Quanto a pergunta, respondo: "nao e". E o comunismo e absurdo. Como tambem e absurda a teoria do valor-trabalho e pelo menos altamente discutivel a plausibilidade, ou mesmo o valor heuristico, das leis da dinamica do capitalismo. Muito do que o Marx escreveu nao presta. Mas alguns escritos do Marx sao contributos decisivos para dois projectos intelectuais da maior importancia: (a) a critica da sociedade comercial atraves das criticas da alienacao do homem relativamente a si mesmo e ao proximo; (a) a constituicao intelectual da teoria social, como disciplina relativamente independente (embora nao absolutamente independente, contra Marx) da filosofia.

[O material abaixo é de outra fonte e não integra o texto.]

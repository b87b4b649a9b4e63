//! # Guidebase
//!
//! A retrieval-augmented knowledge base for grounding chat assistants.
//!
//! Guidebase ingests uploaded documents (PDF and HTML), splits them into
//! token-bounded chunks, embeds the chunks through a remote embedding
//! provider, and stores them in SQLite. At query time it embeds the
//! question, ranks stored chunks by cosine similarity, and returns the top
//! matches — the grounding material an external chat/LLM orchestrator feeds
//! into its answers via the `get_information` tool.
//!
//! ## Architecture
//!
//! ```text
//! ┌──────────────┐   ┌──────────────────┐   ┌───────────┐
//! │ File upload  │──▶│    Pipeline      │──▶│  SQLite   │
//! │  PDF / HTML  │   │ Extract+Chunk    │   │  vectors  │
//! └──────────────┘   │     +Embed       │   └─────┬─────┘
//!                    └──────────────────┘         │
//!                          ┌──────────────────────┤
//!                          ▼                      ▼
//!                    ┌──────────┐          ┌────────────┐
//!                    │   CLI    │          │    HTTP    │
//!                    │ (gbase)  │          │ tools API  │
//!                    └──────────┘          └────────────┘
//! ```
//!
//! ## Quick Start
//!
//! ```bash
//! gbase init                        # create database
//! gbase ingest manual.pdf           # ingest a document
//! gbase search "how do I reset?"    # retrieve grounding chunks
//! gbase serve                       # start the HTTP server
//! ```
//!
//! ## Modules
//!
//! | Module | Purpose |
//! |--------|---------|
//! | [`config`] | TOML configuration parsing |
//! | [`db`] | Database connection |
//! | [`migrate`] | Schema migrations |
//! | [`sqlite_store`] | SQLite store implementation |
//! | [`extract`] | PDF/HTML text extraction |
//! | [`providers`] | Remote embedding providers |
//! | [`pipeline`] | Ingestion orchestration |
//! | [`tools`] | Retrieval tool registry and step budget |
//! | [`server`] | HTTP server |

pub mod config;
pub mod db;
pub mod extract;
pub mod migrate;
pub mod pipeline;
pub mod providers;
pub mod server;
pub mod sqlite_store;
pub mod tools;
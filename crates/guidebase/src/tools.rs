//! Retrieval tool surface for the external chat orchestrator.
//!
//! The chat/LLM loop is an external collaborator; what lives here is the
//! callable tool it consumes. Tools are registered in a [`ToolRegistry`]
//! and exposed via `GET /tools/list` for discovery and `POST /tools/{name}`
//! for invocation.
//!
//! One retrieval tool, `get_information`, is registered per deployment. Its
//! output shape follows the configured pipeline — `{guides, sources}` for
//! the text pipeline, `[{text, similarity, imageUrls}]` for multimodal —
//! and the two shapes are never mixed.
//!
//! [`ToolTurn`] is the helper an orchestrator drives for one chat turn: it
//! enforces the step budget that bounds how many tool invocations a single
//! turn may perform.

use std::sync::atomic::{AtomicUsize, Ordering};
use std::sync::Arc;

use anyhow::Result;
use async_trait::async_trait;
use serde_json::Value;

use guidebase_core::embedding::{MultimodalEmbedder, TextEmbedder};
use guidebase_core::retrieve::{retrieve_guides, retrieve_multimodal, RetrievalPolicy};
use guidebase_core::store::Store;

/// Default per-turn bound on retrieval-tool invocations.
pub const DEFAULT_MAX_STEPS: usize = 5;

/// A callable tool that agents can discover and invoke.
#[async_trait]
pub trait Tool: Send + Sync {
    /// Tool name, used as the route path (`POST /tools/{name}`).
    fn name(&self) -> &str;

    /// One-line description for agent discovery.
    fn description(&self) -> &str;

    /// JSON Schema for the tool's parameters.
    fn parameters_schema(&self) -> Value;

    /// Execute the tool with JSON parameters.
    async fn execute(&self, params: Value, ctx: &ToolContext) -> Result<Value>;
}

/// Bridge to the knowledge base for tool execution.
///
/// Holds the injected store and embedding clients — constructed once at
/// process start — plus the retrieval policy constants.
pub struct ToolContext {
    pub store: Arc<dyn Store>,
    pub text_embedder: Arc<dyn TextEmbedder>,
    pub multimodal_embedder: Arc<dyn MultimodalEmbedder>,
    pub policy: RetrievalPolicy,
}

impl ToolContext {
    pub fn new(
        store: Arc<dyn Store>,
        text_embedder: Arc<dyn TextEmbedder>,
        multimodal_embedder: Arc<dyn MultimodalEmbedder>,
        policy: RetrievalPolicy,
    ) -> Self {
        Self {
            store,
            text_embedder,
            multimodal_embedder,
            policy,
        }
    }
}

fn question_param(params: &Value) -> Result<&str> {
    let question = params["question"].as_str().unwrap_or("");
    if question.trim().is_empty() {
        anyhow::bail!("question must not be empty");
    }
    Ok(question)
}

fn question_schema() -> Value {
    serde_json::json!({
        "type": "object",
        "properties": {
            "question": { "type": "string", "description": "the user's question" }
        },
        "required": ["question"]
    })
}

/// Text-pipeline retrieval tool: returns `{guides, sources}`.
pub struct GetInformationTool;

#[async_trait]
impl Tool for GetInformationTool {
    fn name(&self) -> &str {
        "get_information"
    }

    fn description(&self) -> &str {
        "Get information from the knowledge base to answer questions"
    }

    fn parameters_schema(&self) -> Value {
        question_schema()
    }

    async fn execute(&self, params: Value, ctx: &ToolContext) -> Result<Value> {
        let question = question_param(&params)?;
        let query_vec = ctx.text_embedder.embed_query(question).await?;
        let result = retrieve_guides(ctx.store.as_ref(), &query_vec, &ctx.policy).await?;
        Ok(serde_json::to_value(result)?)
    }
}

/// Multimodal retrieval tool: returns `[{text, similarity, imageUrls}]`.
pub struct GetInformationMultimodalTool;

#[async_trait]
impl Tool for GetInformationMultimodalTool {
    fn name(&self) -> &str {
        "get_information"
    }

    fn description(&self) -> &str {
        "Get information (text and images) from the knowledge base to answer questions"
    }

    fn parameters_schema(&self) -> Value {
        question_schema()
    }

    async fn execute(&self, params: Value, ctx: &ToolContext) -> Result<Value> {
        let question = question_param(&params)?;
        let query_vec = ctx.multimodal_embedder.embed_query(question).await?;
        let guides = retrieve_multimodal(ctx.store.as_ref(), &query_vec, &ctx.policy).await?;
        Ok(serde_json::to_value(guides)?)
    }
}

/// Registry for the tools a deployment serves.
pub struct ToolRegistry {
    tools: Vec<Box<dyn Tool>>,
}

impl ToolRegistry {
    pub fn new() -> Self {
        Self { tools: Vec::new() }
    }

    /// Registry with the retrieval tool for the given pipeline
    /// (`"multimodal"` or the default text pipeline).
    pub fn for_pipeline(pipeline: &str) -> Self {
        let mut registry = Self::new();
        if pipeline == "multimodal" {
            registry.register(Box::new(GetInformationMultimodalTool));
        } else {
            registry.register(Box::new(GetInformationTool));
        }
        registry
    }

    pub fn register(&mut self, tool: Box<dyn Tool>) {
        self.tools.push(tool);
    }

    pub fn tools(&self) -> &[Box<dyn Tool>] {
        &self.tools
    }

    pub fn find(&self, name: &str) -> Option<&dyn Tool> {
        self.tools
            .iter()
            .find(|t| t.name() == name)
            .map(|t| t.as_ref())
    }

    pub fn is_empty(&self) -> bool {
        self.tools.is_empty()
    }

    pub fn len(&self) -> usize {
        self.tools.len()
    }
}

impl Default for ToolRegistry {
    fn default() -> Self {
        Self::new()
    }
}

/// Per-turn bound on tool invocations.
pub struct StepBudget {
    max: usize,
    used: AtomicUsize,
}

impl StepBudget {
    pub fn new(max: usize) -> Self {
        Self {
            max,
            used: AtomicUsize::new(0),
        }
    }

    /// Claim one step; `false` when the budget is exhausted.
    pub fn try_claim(&self) -> bool {
        self.used
            .fetch_update(Ordering::SeqCst, Ordering::SeqCst, |used| {
                (used < self.max).then_some(used + 1)
            })
            .is_ok()
    }

    pub fn used(&self) -> usize {
        self.used.load(Ordering::SeqCst)
    }
}

/// One chat turn's view of the tool registry.
///
/// The orchestrator creates a fresh turn per user message and routes every
/// tool invocation through [`call`](ToolTurn::call); once the step budget
/// is spent, further calls fail without touching the retriever.
pub struct ToolTurn {
    registry: Arc<ToolRegistry>,
    ctx: Arc<ToolContext>,
    budget: StepBudget,
}

impl ToolTurn {
    pub fn new(registry: Arc<ToolRegistry>, ctx: Arc<ToolContext>, max_steps: usize) -> Self {
        Self {
            registry,
            ctx,
            budget: StepBudget::new(max_steps),
        }
    }

    pub async fn call(&self, name: &str, params: Value) -> Result<Value> {
        if !self.budget.try_claim() {
            anyhow::bail!("tool step budget exhausted for this turn");
        }
        let tool = self
            .registry
            .find(name)
            .ok_or_else(|| anyhow::anyhow!("no tool registered with name: {name}"))?;
        tool.execute(params, &self.ctx).await
    }

    pub fn steps_used(&self) -> usize {
        self.budget.used()
    }
}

Em (a) Marx e sobretudo um seguidor de Aristoteles, recuperando a perspectiva "teleologica"; em (b) Marx combina os interesses tematicos da economia politica classica com as visoes da historia e da sociedade do Hegel, contribuindo para uma concepcao mais rica da "praxis" do que a presente no individualismo metodologico de um Hobbes, de um Locke ou de um Smith.

Alem do mais, meu caro Dragao, para o Marx o dominio dos "dominados", via ditadura do proletariado, e uma contingencia na realizacao de uma "comunidade livre de produtores-trabalhadores". E para Marx essa comunidade e o verdadeiro "reino dos fins" Kantiano, em que a liberdade, cuja essencia (para Hegel e Marx) e a auto-expressao individual atraves do reconhecimento mutuo, se realiza. De modo que, no fim da linha, ninguem domina ninguem.

Quanto a avaliacao moral do "episodio contingente" da ditadura do proletariado, Marx nao tinha paciencia para esse genero de abordagem: os proletarios tem de ser herois para se libertarem e os burgueses tem que sangrar para o homem se realizar. Aqui e que o Marx, seguindo mais de perto o Hegel do que por vezes se reconhece, se torna mais absurdo e intragavel.

Note bem que a minha admiracao pelo Marx e fragmentaria e referida a historia das ciencias sociais e da filosofia politica na modernidade. De resto, o que de melhor se encontra no Marx ja tinha sido dito pelo Aristoteles. Mas la que eu tenho uma fraqueza contemplativa por bocados do edificio marxistoide, isso tenho.

Em ultima analise, no entanto, sou radicalmente anti-marxista. Nao ha uma unica licao do marxismo que, na economia das minhas pauperrimas meditacoes, tenha outro valor que nao heuristico. Nao ha nada que tome por prescricao, ou leve mesmo, mesmo, mesmo a serio. (E o mesmo digo relativamente ao Nietzsche).

Modernista

Anónimo disse...

Caro Modernista,

Acha mesmo que a teleologia marxista é metafísica (no sentido grego e não no sentido pós-escolástico)? Que a ética marxista é aristocrática - aliás, há alguma ética em Marx? E que a política marxista é realista?...

Consegue ver o venerando Aristóteles, em matéria económica, a aturar essa coisa maravilhosa chamada "industrialização" e, não contente com isso, a declará-la peremptoriamente como condição material necessária para a libertação dos escravos?...

Agora numa coisa estamos declaradamente de acordo: Locke é seguramente um dos maiores excrementos que a sofística alguma vez pariu.